# Dataset records

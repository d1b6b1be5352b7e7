//! In-memory [`SessionSource`] with the same commit semantics as the
//! PostgreSQL tables: label rows deduplicated on insert, value rows appended,
//! each insert phase committing on its own.

use std::collections::BTreeMap;
use std::sync::Arc;

use async_trait::async_trait;
use chrono::DateTime;
use chrono::Utc;
use parking_lot::Mutex;

use crate::IngestSession;
use crate::LabelSet;
use crate::SessionSource;
use crate::StagedRow;
use crate::StorageError;
use crate::WritePhase;

#[derive(Debug, Clone, PartialEq)]
pub(crate) struct ValueRow {
    pub time: DateTime<Utc>,
    pub value: f64,
    pub labels_id: Option<i64>,
}

#[derive(Debug, Default)]
struct MemState {
    labels: BTreeMap<LabelSet, i64>,
    values: Vec<ValueRow>,
    next_label_id: i64,
    open_staging: usize,
    acquired: usize,
    released: usize,
    fail_at: Option<WritePhase>,
    healthy: bool,
}

/// Cloning shares the underlying tables.
#[derive(Debug, Clone)]
pub(crate) struct MemStore {
    state: Arc<Mutex<MemState>>,
}

impl MemStore {
    pub(crate) fn new() -> Self {
        Self {
            state: Arc::new(Mutex::new(MemState {
                healthy: true,
                next_label_id: 1,
                ..Default::default()
            })),
        }
    }

    /// Fails every later session at `phase`; `None` clears the fault.
    pub(crate) fn fail_at(
        &self,
        phase: Option<WritePhase>,
    ) {
        self.state.lock().fail_at = phase;
    }

    pub(crate) fn set_healthy(
        &self,
        healthy: bool,
    ) {
        self.state.lock().healthy = healthy;
    }

    pub(crate) fn label_rows(&self) -> Vec<(LabelSet, i64)> {
        self.state.lock().labels.iter().map(|(k, v)| (k.clone(), *v)).collect()
    }

    pub(crate) fn value_rows(&self) -> Vec<ValueRow> {
        self.state.lock().values.clone()
    }

    /// Staging tables created but not yet dropped
    pub(crate) fn open_staging(&self) -> usize {
        self.state.lock().open_staging
    }

    pub(crate) fn acquired(&self) -> usize {
        self.state.lock().acquired
    }

    pub(crate) fn released(&self) -> usize {
        self.state.lock().released
    }
}

fn injected(phase: WritePhase) -> StorageError {
    StorageError::Backend {
        phase,
        message: "injected failure".to_string(),
    }
}

#[async_trait]
impl SessionSource for MemStore {
    async fn acquire(&self) -> Result<Box<dyn IngestSession>, StorageError> {
        let mut state = self.state.lock();
        if state.fail_at == Some(WritePhase::Acquire) {
            return Err(injected(WritePhase::Acquire));
        }
        state.acquired += 1;
        Ok(Box::new(MemSession {
            state: self.state.clone(),
            staging: None,
        }))
    }

    async fn ping(&self) -> Result<(), StorageError> {
        if self.state.lock().healthy {
            Ok(())
        } else {
            Err(injected(WritePhase::Acquire))
        }
    }

    fn name(&self) -> &str {
        "memory"
    }
}

struct MemSession {
    state: Arc<Mutex<MemState>>,
    staging: Option<Vec<StagedRow>>,
}

impl MemSession {
    fn check(
        &self,
        phase: WritePhase,
    ) -> Result<(), StorageError> {
        if self.state.lock().fail_at == Some(phase) {
            return Err(injected(phase));
        }
        Ok(())
    }

    fn staged(
        &self,
        phase: WritePhase,
    ) -> Result<&Vec<StagedRow>, StorageError> {
        self.staging.as_ref().ok_or_else(|| StorageError::Backend {
            phase,
            message: "staging table does not exist".to_string(),
        })
    }
}

#[async_trait]
impl IngestSession for MemSession {
    async fn create_staging(&mut self) -> Result<(), StorageError> {
        self.check(WritePhase::CreateStaging)?;
        self.staging = Some(Vec::new());
        self.state.lock().open_staging += 1;
        Ok(())
    }

    async fn bulk_load(
        &mut self,
        rows: &[StagedRow],
    ) -> Result<(), StorageError> {
        self.check(WritePhase::BulkLoad)?;
        match self.staging.as_mut() {
            Some(staging) => {
                staging.extend_from_slice(rows);
                Ok(())
            }
            None => Err(StorageError::Backend {
                phase: WritePhase::BulkLoad,
                message: "staging table does not exist".to_string(),
            }),
        }
    }

    async fn insert_labels(&mut self) -> Result<u64, StorageError> {
        self.check(WritePhase::InsertLabels)?;
        let staged = self.staged(WritePhase::InsertLabels)?;
        let mut state = self.state.lock();
        let mut inserted = 0;
        for row in staged {
            if !state.labels.contains_key(&row.label_set) {
                let id = state.next_label_id;
                state.next_label_id += 1;
                state.labels.insert(row.label_set.clone(), id);
                inserted += 1;
            }
        }
        Ok(inserted)
    }

    async fn insert_values(&mut self) -> Result<u64, StorageError> {
        self.check(WritePhase::InsertValues)?;
        let staged = self.staged(WritePhase::InsertValues)?;
        let mut state = self.state.lock();
        let rows: Vec<ValueRow> = staged
            .iter()
            .map(|row| ValueRow {
                time: row.time,
                value: row.value,
                labels_id: state.labels.get(&row.label_set).copied(),
            })
            .collect();
        let written = rows.len() as u64;
        state.values.extend(rows);
        Ok(written)
    }

    async fn release(self: Box<Self>) {
        let mut state = self.state.lock();
        if self.staging.is_some() {
            state.open_staging -= 1;
        }
        state.released += 1;
    }
}
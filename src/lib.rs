//! Prometheus remote-write adapter for PostgreSQL.
//!
//! Decoded batches pass a leadership gate ([`WriteCoordinator`]) before the
//! [`BatchWriter`] stages, deduplicates and inserts them. Redundant instances
//! elect a single writer through a PostgreSQL advisory lock or an external
//! decision endpoint.

mod adapter;
mod config;
mod constants;
mod election;
mod errors;
mod ingest;
mod liveness;
mod metrics;
mod server;
mod storage;
mod throughput;
pub(crate) mod utils;

pub mod proto;

pub use adapter::*;
pub use config::*;
pub use constants::METRIC_NAME_LABEL;
pub use election::*;
pub use errors::*;
pub use ingest::*;
pub use liveness::*;
pub use metrics::*;
pub use proto::decode_write_request;
pub use server::*;
pub use storage::*;
pub use throughput::*;

//-----------------------------------------------------------
// Test utils

#[cfg(test)]
pub(crate) mod test_utils;
use std::time::Duration;

use tokio::time::sleep;
use tracing::info;
use tracing::warn;

use crate::Result;
use crate::StorageError;

/// Runs `task` up to `retries + 1` times with a fixed `delay` between
/// attempts. Returns the first success, or
/// [`StorageError::ConnectRetriesExhausted`] once every attempt failed.
pub(crate) async fn retry_with_fixed_delay<F, T, P>(
    task: F,
    retries: usize,
    delay: Duration,
) -> Result<P>
where
    F: Fn() -> T,
    T: std::future::Future<Output = Result<P>>,
{
    let attempts = retries.saturating_add(1);
    for attempt in 1..=attempts {
        match task().await {
            Ok(r) => return Ok(r),
            Err(e) => {
                warn!("attempt {}/{} failed: {}", attempt, attempts, e);
                if attempt < attempts {
                    info!("retrying in {:?}", delay);
                    sleep(delay).await;
                }
            }
        }
    }
    Err(StorageError::ConnectRetriesExhausted { attempts }.into())
}
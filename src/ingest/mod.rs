mod write_coordinator;
pub use write_coordinator::*;
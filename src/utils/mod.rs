pub(crate) mod async_task;

#[cfg(test)]
mod async_task_test;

# Instructions to follow
Whenever a line in the preceding entries includes the word "sleep", count it, and state the total alone.

# Solution below
2